Documenting configuration changes

IT teams are continuously under pressure to set up and maintain infrastructure services quickly, efficiently and securely. As an infrastructure architect, my main concerns are related to the manageability of these services and the secure setup. And within those realms, a properly documented configuration setup is in my opinion very crucial.

In this blog post series, I'm going to look into using the Extensible Configuration Checklist Description Format (XCCDF) as the way to document these. This first post is an introduction to XCCDF functionally, and what I position it for.

Documentation is a good thing

With the ongoing struggle for time and resources, documenting configurations and architectures is often not top-of-mind. However, the lack of this information also leads to various problems: incidents due to misconfiguration, slow recovery timings due to incomprehensible setups, and not to forget: meetings. Yes, meetings, which are continuously discussing service aspects that influence one or more parameters, without any good traceability of past decisions.

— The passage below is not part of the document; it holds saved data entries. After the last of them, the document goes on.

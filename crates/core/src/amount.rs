//! Amount - Decimal wrapper for claimed amounts
//!
//! Claims may be negative (refunds, corrections). The policy rules decide
//! what a negative claim means; this type does not reject it.

use rust_decimal::prelude::ToPrimitive;
use rust_decimal::Decimal;
use serde::{Deserialize, Serialize};
use std::fmt;

/// A claimed amount in the policy currency.
///
/// # Example
/// ```
/// use expense_core::Amount;
/// use rust_decimal::Decimal;
///
/// let amount = Amount::new(Decimal::new(7500, 0));
/// assert_eq!(amount.value(), Decimal::new(7500, 0));
///
/// // Refunds are carried as-is
/// assert!(Amount::new(Decimal::new(-50, 0)).is_refund());
/// ```
#[derive(Debug, Clone, Copy, PartialEq, Eq, PartialOrd, Ord, Hash, Serialize, Deserialize)]
#[serde(transparent)]
pub struct Amount(Decimal);

impl Amount {
    pub const ZERO: Self = Self(Decimal::ZERO);

    #[inline]
    pub const fn new(value: Decimal) -> Self {
        Self(value)
    }

    #[inline]
    pub const fn value(&self) -> Decimal {
        self.0
    }

    #[inline]
    pub fn is_zero(&self) -> bool {
        self.0.is_zero()
    }

    /// True for claims below zero
    pub fn is_refund(&self) -> bool {
        self.0.is_sign_negative() && !self.0.is_zero()
    }

    /// Lossy conversion for numeric model features
    pub fn to_f64(&self) -> f64 {
        self.0.to_f64().unwrap_or(if self.is_refund() { f64::MIN } else { f64::MAX })
    }
}

impl fmt::Display for Amount {
    fn fmt(&self, f: &mut fmt::Formatter<'_>) -> fmt::Result {
        write!(f, "{}", self.0.normalize())
    }
}

impl From<Decimal> for Amount {
    fn from(value: Decimal) -> Self {
        Self(value)
    }
}

impl From<Amount> for Decimal {
    fn from(amount: Amount) -> Self {
        amount.0
    }
}

impl Default for Amount {
    fn default() -> Self {
        Self::ZERO
    }
}
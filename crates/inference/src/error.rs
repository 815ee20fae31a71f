//! Inference errors

use std::path::PathBuf;

use thiserror::Error;

/// Errors from loading or running classifiers
#[derive(Debug, Error)]
pub enum InferenceError {
    #[error("Failed to read model artifact {path}: {source}")]
    ArtifactRead {
        path: PathBuf,
        #[source]
        source: std::io::Error,
    },

    #[error("Invalid model artifact {path}: {reason}")]
    InvalidArtifact { path: PathBuf, reason: String },

    #[error("Model {model} produced a non-finite score")]
    NonFiniteScore { model: String },
}

/// Result type for inference operations
pub type InferenceResult<T> = Result<T, InferenceError>;

impl InferenceError {
    pub fn invalid_artifact(path: impl Into<PathBuf>, reason: impl Into<String>) -> Self {
        InferenceError::InvalidArtifact {
            path: path.into(),
            reason: reason.into(),
        }
    }
}
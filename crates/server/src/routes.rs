//! API Routes

use axum::routing::{get, post};
use axum::Router;
use tower_http::cors::{Any, CorsLayer};
use tower_http::trace::TraceLayer;

use crate::handlers;
use crate::state::AppState;

pub fn create_router(state: AppState) -> Router {
    let cors = CorsLayer::new()
        .allow_origin(Any)
        .allow_methods(Any)
        .allow_headers(Any);

    Router::new()
        .route("/health", get(handlers::health_check))
        .route("/predict", post(handlers::predict))
        .route("/validate", post(handlers::validate))
        .layer(cors)
        .layer(TraceLayer::new_for_http())
        .with_state(state)
}
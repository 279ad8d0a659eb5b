use axum::http::{HeaderValue, Method, header};
use std::io;
use std::time::Duration;
use tower_http::cors::{AllowOrigin, CorsLayer};

/// Parse a comma-separated origin list such as `CORS_ALLOWED_ORIGIN`.
///
/// Blank entries are skipped; an empty result is an error.
pub fn parse_allowed_origins(raw: &str) -> io::Result<Vec<HeaderValue>> {
    let origins = raw
        .split(',')
        .map(str::trim)
        .filter(|s| !s.is_empty())
        .map(HeaderValue::from_str)
        .collect::<Result<Vec<_>, _>>()
        .map_err(|e| {
            io::Error::new(
                io::ErrorKind::InvalidInput,
                format!("Invalid CORS_ALLOWED_ORIGIN value: {}", e),
            )
        })?;

    if origins.is_empty() {
        return Err(io::Error::new(
            io::ErrorKind::InvalidInput,
            "CORS_ALLOWED_ORIGIN cannot be empty",
        ));
    }

    Ok(origins)
}

/// CORS layer for JSON APIs: the listed origins, CRUD methods, 1 hour preflight cache.
pub fn create_cors_layer(allowed_origins: Vec<HeaderValue>) -> CorsLayer {
    CorsLayer::new()
        .allow_origin(AllowOrigin::list(allowed_origins))
        .allow_methods([
            Method::GET,
            Method::POST,
            Method::PUT,
            Method::PATCH,
            Method::DELETE,
            Method::OPTIONS,
        ])
        .allow_headers([header::CONTENT_TYPE, header::ACCEPT])
        .max_age(Duration::from_secs(3600))
}
//! MongoDB connection management and health checks

mod config;
mod connector;
mod health;

pub use config::MongoConfig;
pub use connector::{
    MongoError, connect, connect_from_config, connect_from_config_with_retry, connect_with_retry,
};
pub use health::{HealthStatus, check_health, check_health_detailed};

// Re-export MongoDB types for convenience
pub use mongodb::{Client, Collection, Database};
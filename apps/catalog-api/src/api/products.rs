//! Products API routes

use axum::Router;
use domain_catalog::{handlers, CatalogService, MongoProductRepository};

use crate::state::AppState;

/// Create products router
pub fn router(state: &AppState) -> Router {
    let repository = MongoProductRepository::new(&state.db);
    let mut service = CatalogService::new(repository, state.config.catalog.clone());
    if let Some(publisher) = state.publisher.clone() {
        service = service.with_publisher(publisher);
    }
    handlers::router(service)
}

/// Initialize products indexes
pub async fn init_indexes(state: &AppState) -> eyre::Result<()> {
    let repository = MongoProductRepository::new(&state.db);
    repository.init_indexes().await?;
    Ok(())
}
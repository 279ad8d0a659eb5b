//! In-process ProductRepository with the same contract as the MongoDB one.

use async_trait::async_trait;
use chrono::{SubsecRound, Utc};
use futures_util::stream::{self, StreamExt};
use mongodb::bson::oid::ObjectId;
use std::collections::BTreeMap;
use tokio::sync::RwLock;
use tracing::instrument;

use crate::error::{ProductError, ProductResult};
use crate::models::{ProductId, ProductRecord};
use crate::repository::{ProductRepository, ProductStream, require_id};

/// Records keyed by ObjectId hex, so iteration follows insertion order.
#[derive(Default)]
pub struct InMemoryProductRepository {
    products: RwLock<BTreeMap<String, ProductRecord>>,
}

impl InMemoryProductRepository {
    pub fn new() -> Self {
        Self::default()
    }

    pub async fn len(&self) -> usize {
        self.products.read().await.len()
    }

    pub async fn is_empty(&self) -> bool {
        self.products.read().await.is_empty()
    }
}

#[async_trait]
impl ProductRepository for InMemoryProductRepository {
    #[instrument(skip(self, record), fields(sku = %record.sku))]
    async fn save(&self, mut record: ProductRecord) -> ProductResult<ProductRecord> {
        // Millisecond precision, like BSON datetimes.
        let now = Utc::now().trunc_subsecs(3);
        let mut products = self.products.write().await;

        let Some(id) = record.id.clone() else {
            if products.values().any(|p| p.sku == record.sku) {
                return Err(ProductError::DuplicateSku(record.sku));
            }

            let id = ObjectId::new().to_hex();
            record.id = Some(ProductId::new(id.clone()));
            record.created_at = Some(now);
            record.updated_at = Some(now);
            record.version = Some(0);
            products.insert(id, record.clone());

            return Ok(record);
        };

        let stored = products
            .get_mut(id.as_str())
            .ok_or_else(|| ProductError::NotFound(id.clone()))?;

        if stored.version != record.version {
            return Err(ProductError::VersionConflict(id));
        }

        stored.name = record.name;
        stored.description = record.description;
        stored.price = record.price;
        stored.stock = record.stock;
        stored.category = record.category;
        stored.updated_at = Some(now);
        stored.version = stored.version.map(|v| v + 1);

        Ok(stored.clone())
    }

    #[instrument(skip(self))]
    async fn find_by_id(&self, id: &ProductId) -> ProductResult<Option<ProductRecord>> {
        Ok(self.products.read().await.get(id.as_str()).cloned())
    }

    async fn find_all(&self) -> ProductResult<ProductStream> {
        let snapshot: Vec<ProductRecord> = self.products.read().await.values().cloned().collect();
        Ok(stream::iter(snapshot.into_iter().map(Ok)).boxed())
    }

    #[instrument(skip(self, record), fields(product_id = ?record.id))]
    async fn delete(&self, record: &ProductRecord) -> ProductResult<()> {
        let id = require_id(record)?;

        match self.products.write().await.remove(id.as_str()) {
            Some(_) => Ok(()),
            None => Err(ProductError::NotFound(id.clone())),
        }
    }
}
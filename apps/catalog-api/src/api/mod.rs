//! API routes module

pub mod health;
pub mod products;

use axum::Router;

use crate::state::AppState;

/// Create all API routes
pub fn routes(state: &AppState) -> Router {
    Router::new()
        .nest("/v1/products", products::router(state))
        .merge(health::router(state.clone()))
}

/// Initialize database indexes
pub async fn init_indexes(state: &AppState) -> eyre::Result<()> {
    products::init_indexes(state).await
}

Some technologies allow to keep track of some metadata regarding to configurations. In configuration management tools like Puppet or Saltstack engineers define the target state of their infrastructure, and the configuration management tool enforces this state on the service. Engineers can add in historical information as comments into these systems, and use version control on the files to have traceability of the settings.

However, although in-line comments are very important, even for configuration sets, it is not a full documentation approach. In larger environments, where you are regularly audited for quality and security, or where multiple roles and stakeholders need to understand the settings and configuration of services, pointing to the code is not going to cut it.

Configuration items need to be documented not solely with the documentation rule itself, but with the motivation related to it, and additional fields of interest depending on how the organization deals with it. This documentation can then be referred to from the configuration management infrastructure (so engineers and technical stakeholders can trace back settings) but also vice-versa: the documentation can refer to the configuration management implementation (so other stakeholders can deduce how the settings are implemented or even enforced).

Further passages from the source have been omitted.